17 january 2013
An oil equipment manufacturing plant in Guanghan, Sichuan province. China’s economy expanded 7.4 percent year-on-year in the third quarter, slowing from 7.6 percent in the second quarter and 8.1 percent in the first. Yu Ping / for China Daily
Macro indicators point to strong growth, demand pickup in China during fourth quarter, economists say
Higher retail sales and a continued investment pickup during the fourth quarter will provide enough cushion for China to ride out the economic turbulence and post solid full year growth numbers, economists say.
The prediction comes after China’s economic growth slowed for the seventh straight quarter, and fell below the government target for the first time since the global financial crisis, to 7.4 percent from 7.6 percent in the second quarter. The lower numbers also sparked fears that China may not be able to achieve the government target of 7.5 percent GDP growth for the full year.
“It was the weakest quarter for China in terms of year-on-year growth,” says Stephen King, global chief economist at HSBC.
According to King, GDP growth is likely to accelerate from the fourth quarter and extend well into the next year on the back of government stimulus measures. King, however, expects the acceleration to be modest and more along the lines of the numbers seen in 2009 and 2010.
“Exports continue to be in a tailspin and exporters are reeling from heavy losses, not only in China, but all over the world. It is a situation that has caught everyone by surprise and losses have come much earlier than expected,” he says.
However, other indicators released alongside the GDP during the third quarter have been showing recovery signs, indicating that stimulus efforts are finally paying off.
Fixed-asset investment, a key sign of construction activity and demand for machine equipment, rose marginally to 20.5 percent during the first nine months of the year, compared with 20.1 percent during the first eight months.
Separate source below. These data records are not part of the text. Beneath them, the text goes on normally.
//! Core systems for Horizon Shell.
//!
//! This crate provides the foundational pieces of the Horizon Shell menu
//! system:
//!
//! - **Menu Model**: immutable [`MenuNode`] trees shared through `Arc`
//! - **Traversal**: pre-order walks with non-local early exit, plus
//!   [`find`](walker::find) and [`filter`](walker::filter)
//! - **Validation**: structural checks over a whole forest
//! - **Shortcuts**: key sequences, named shortcut bindings, and the
//!   [`ShortcutGateway`] capability
//!
//! The registry, the dispatcher, and the built-in main menu live in the
//! `horizon-shell` crate.
//!
//! # Example
//!
//! ```
//! use std::sync::Arc;
//! use horizon_shell_core::{walker, ClickAction, MenuNode};
//!
//! let forest = vec![
//!     Arc::new(MenuNode::submenu(
//!         "File",
//!         [
//!             MenuNode::new("New").with_id("file.new"),
//!             MenuNode::divider(),
//!             MenuNode::new("Exit")
//!                 .with_id("file.exit")
//!                 .with_click(ClickAction::from_fn(|| Ok(()))),
//!         ],
//!     )),
//!     Arc::new(MenuNode::new("Help").with_id("help")),
//! ];
//!
//! let dividers = walker::filter(&forest, |node| node.is_divider());
//! assert_eq!(dividers.len(), 1);
//!
//! let exit = walker::find_by_id(&forest, "file.exit").unwrap();
//! assert!(exit.click_action().is_some());
//! ```

mod error;
pub mod logging;
pub mod node;
pub mod shortcut;
pub mod validate;
pub mod walker;

pub use error::{ActionError, ActionResult, MenuError, Result, ValidationError, ValidationIssue};
pub use logging::{MenuTreeDebug, TreeFormatOptions, TreeStyle};
pub use node::{ClickAction, MenuAction, MenuNode};
pub use shortcut::{
    Key, KeyCombination, KeySequence, KeySequenceParseError, KeyboardModifiers, Shortcut,
    ShortcutGateway, ShortcutHandler, ShortcutRef,
};
pub use validate::validate_forest;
But the numbers are still lower than the 25 percent mark that prevailed for most of 2011.
Industrial value-added output surpassed economists’ year-on-year estimate of 9 percent to 9.2 percent in September and higher than the 8.9 percent recorded in August.
Consumption continued to be on firm ground, with the nine-month retail sales posting a year-on-year growth of 14.2 percent, and higher than the 13.2 percent in August.